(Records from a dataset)
//! TUI application state and event handling.
//!
//! The `App` owns a [`Navigator`] and everything the terminal front end adds
//! around it:
//!
//! - **Background loading**: Snapshots are read on a worker thread; the result
//!   arrives over a channel while the UI shows the loading state
//! - **Conversation picker**: An overlay listing conversations grouped by session
//! - **Session sync**: Every conversation change is written back to the session URL
//! - **Status messages**: Transient feedback for share links, reloads and errors
//! - **Dirty state tracking**: Rendering only when state changes
//!
//! # Example
//!
//! ```rust,ignore
//! let loader: Loader = Arc::new(move || load_conversations(&path));
//! let mut app = App::new(loader, SessionSync::new(url), base_url, "rows.json");
//! app.run(&mut terminal)?;
//! ```

use std::sync::Arc;
use std::sync::mpsc::{self, Receiver, TryRecvError};
use std::thread;
use std::time::{Duration, Instant};

use anyhow::Result;
use ratatui::Terminal;
use ratatui::backend::Backend;
use tracing::{debug, info, warn};

use super::events::{Action, poll_event};
use super::rendering::{RenderState, render_ui};
use crate::clipboard::copy_share_link;
use crate::models::Conversation;
use crate::navigation::{DataState, Navigator, SessionSync};

/// Duration for success status messages (milliseconds)
const STATUS_SUCCESS_DURATION_MS: u64 = 3000;
/// Duration for error status messages (milliseconds)
const STATUS_ERROR_DURATION_MS: u64 = 5000;

/// Produces the conversation list; runs on a worker thread
pub type Loader = Arc<dyn Fn() -> Result<Vec<Conversation>> + Send + Sync>;

/// Type of status message
#[derive(Debug, Clone, Copy, PartialEq, Eq)]
pub enum MessageType {
    Success,
    Error,
}

/// Transient status message with expiry
#[derive(Debug, Clone)]
pub struct StatusMessage {
    pub text: String,
    pub message_type: MessageType,
    pub expires_at: Instant,
}

pub struct App {
    navigator: Navigator,
    loader: Loader,
    pending_load: Option<Receiver<Result<Vec<Conversation>>>>,
    /// Session to select once the pending load completes
    pending_session: Option<String>,
    session_sync: SessionSync,
    base_url: String,
    source_label: String,
    /// Highlighted conversation while the picker is open
    picker: Option<usize>,
    should_quit: bool,
    status_message: Option<StatusMessage>,
    // Dirty state tracking for efficient rendering
    needs_redraw: bool,
    last_draw_time: Instant,
}

impl App {
    pub fn new(
        loader: Loader,
        session_sync: SessionSync,
        base_url: impl Into<String>,
        source_label: impl Into<String>,
    ) -> Self {
        let pending_session = session_sync.initial_session();

        Self {
            navigator: Navigator::loading(),
            loader,
            pending_load: None,
            pending_session,
            session_sync,
            base_url: base_url.into(),
            source_label: source_label.into(),
            picker: None,
            should_quit: false,
            status_message: None,
            needs_redraw: true, // Initial draw needed
            last_draw_time: Instant::now(),
        }
    }

    pub fn navigator(&self) -> &Navigator {
        &self.navigator
    }

    /// URL reflecting the current selection
    pub fn session_url(&self) -> &str {
        self.session_sync.url()
    }

    /// Start loading on a worker thread, replacing any load in flight
    pub fn start_load(&mut self) {
        let (tx, rx) = mpsc::channel();
        let loader = Arc::clone(&self.loader);

        thread::spawn(move || {
            // Receiver may be gone if a newer load replaced this one
            let _ = tx.send(loader());
        });

        self.navigator.set_loading();
        self.pending_load = Some(rx);
        self.picker = None;
        self.needs_redraw = true;
    }

    /// Take the load result if the worker has finished
    fn poll_load(&mut self) {
        let Some(rx) = &self.pending_load else {
            return;
        };

        match rx.try_recv() {
            Ok(result) => {
                self.pending_load = None;
                self.finish_load(result);
            }
            Err(TryRecvError::Empty) => {}
            Err(TryRecvError::Disconnected) => {
                self.pending_load = None;
                self.finish_load(Err(anyhow::anyhow!("Loader thread exited without a result")));
            }
        }
    }

    fn finish_load(&mut self, result: Result<Vec<Conversation>>) {
        match result {
            Ok(conversations) => {
                info!(count = conversations.len(), "Conversations loaded");
                self.navigator.set_loaded(conversations);

                if let Some(session) = self.pending_session.take()
                    && !self.navigator.select_session(&session)
                {
                    warn!(session = %session, "Requested session not found");
                    self.set_status(
                        format!("✗ Session {} not found", session),
                        MessageType::Error,
                        STATUS_ERROR_DURATION_MS,
                    );
                }
                self.sync_session();
            }
            Err(e) => {
                warn!(error = %format!("{:#}", e), "Loading conversations failed");
                self.navigator.set_failed(format!("{:#}", e));
            }
        }
        self.needs_redraw = true;
    }

    /// Set a transient status message with automatic expiry
    fn set_status(&mut self, text: impl Into<String>, message_type: MessageType, duration_ms: u64) {
        self.status_message = Some(StatusMessage {
            text: text.into(),
            message_type,
            expires_at: Instant::now() + Duration::from_millis(duration_ms),
        });
        self.needs_redraw = true;
    }

    /// Check and clear expired status messages
    fn check_and_clear_expired_status(&mut self) {
        let should_clear =
            self.status_message.as_ref().is_some_and(|msg| Instant::now() >= msg.expires_at);
        if should_clear {
            self.status_message = None;
            self.needs_redraw = true;
        }
    }

    fn sync_session(&mut self) {
        self.session_sync.sync(self.navigator.current_session());
        debug!(url = self.session_sync.url(), "Session selection synced");
    }

    pub fn run<B: Backend>(&mut self, terminal: &mut Terminal<B>) -> Result<()> {
        if self.pending_load.is_none() && matches!(self.navigator.data_state(), DataState::Loading)
        {
            self.start_load();
        }

        while !self.should_quit {
            self.poll_load();
            self.check_and_clear_expired_status();

            // Draw if dirty or if it's been >100ms (for terminal resize handling)
            let now = Instant::now();
            let elapsed = now.duration_since(self.last_draw_time);
            if self.needs_redraw || elapsed >= Duration::from_millis(100) {
                terminal.draw(|f| {
                    let state = RenderState {
                        navigator: &self.navigator,
                        picker_selected: self.picker,
                        status_message: self.status_message.as_ref(),
                        source_label: &self.source_label,
                    };
                    render_ui(f, &state);
                })?;
                self.needs_redraw = false;
                self.last_draw_time = now;
            }

            let action = poll_event(Duration::from_millis(100))?;
            self.handle_action(action);
        }

        Ok(())
    }

    /// Handle a user action (extracted for testing)
    fn handle_action(&mut self, action: Action) {
        if self.picker.is_some() {
            self.handle_picker_action(action);
        } else {
            self.handle_viewer_action(action);
        }
    }

    fn handle_viewer_action(&mut self, action: Action) {
        let changed = match action {
            Action::Quit | Action::Back => {
                self.should_quit = true;
                false
            }
            Action::NextInteraction | Action::MoveDown => self.navigator.next_interaction(),
            Action::PreviousInteraction | Action::MoveUp => self.navigator.previous_interaction(),
            Action::FirstInteraction => self.navigator.first_interaction(),
            Action::LastInteraction => self.navigator.last_interaction(),
            Action::JumpTo(index) => self.navigator.jump_to_interaction(index),
            Action::NextConversation => self.change_conversation(Navigator::next_conversation),
            Action::PreviousConversation => {
                self.change_conversation(Navigator::previous_conversation)
            }
            Action::TogglePicker => {
                if self.navigator.conversations().is_empty() {
                    false
                } else {
                    self.picker = Some(self.navigator.conversation_index());
                    true
                }
            }
            Action::Select => false,
            Action::CopyShareLink => {
                self.copy_share_link();
                false
            }
            Action::Refresh => {
                self.refresh();
                false
            }
            Action::None => false,
        };

        if changed {
            self.needs_redraw = true;
        }
    }

    fn handle_picker_action(&mut self, action: Action) {
        let total = self.navigator.conversations().len();
        let Some(selected) = self.picker else {
            return;
        };

        match action {
            Action::Quit => self.should_quit = true,
            Action::Back | Action::TogglePicker => self.picker = None,
            Action::MoveUp => self.picker = Some(selected.saturating_sub(1)),
            Action::MoveDown => self.picker = Some((selected + 1).min(total.saturating_sub(1))),
            Action::FirstInteraction => self.picker = Some(0),
            Action::LastInteraction => self.picker = Some(total.saturating_sub(1)),
            Action::Select => {
                self.picker = None;
                self.change_conversation(|navigator| navigator.select_conversation(selected));
            }
            Action::Refresh => self.refresh(),
            _ => return,
        }
        self.needs_redraw = true;
    }

    fn change_conversation(&mut self, step: impl FnOnce(&mut Navigator) -> bool) -> bool {
        let changed = step(&mut self.navigator);
        if changed {
            self.sync_session();
        }
        changed
    }

    fn copy_share_link(&mut self) {
        let Some(session) = self.navigator.current_session().map(str::to_string) else {
            self.set_status("✗ No conversation selected", MessageType::Error, STATUS_ERROR_DURATION_MS);
            return;
        };

        match copy_share_link(&self.base_url, &session) {
            Ok(link) => {
                self.set_status(
                    format!("✓ Copied link: {}", link),
                    MessageType::Success,
                    STATUS_SUCCESS_DURATION_MS,
                );
            }
            Err(e) => {
                self.set_status(
                    format!("✗ Clipboard error: {}", e),
                    MessageType::Error,
                    STATUS_ERROR_DURATION_MS,
                );
            }
        }
    }

    /// Reload from the source, keeping the current session selected if it still exists
    fn refresh(&mut self) {
        if let Some(session) = self.navigator.current_session() {
            self.pending_session = Some(session.to_string());
        }
        self.start_load();
        self.set_status("Reloading conversations...", MessageType::Success, STATUS_SUCCESS_DURATION_MS);
    }
}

== Task ==
Beginning at the top of the data, extract each line through the line containing "grouped by session" and return those lines exactly, with nothing added.

== Completed exercise ==
//! TUI application state and event handling.
//!
//! The `App` owns a [`Navigator`] and everything the terminal front end adds
//! around it:
//!
//! - **Background loading**: Snapshots are read on a worker thread; the result
//!   arrives over a channel while the UI shows the loading state
//! - **Conversation picker**: An overlay listing conversations grouped by session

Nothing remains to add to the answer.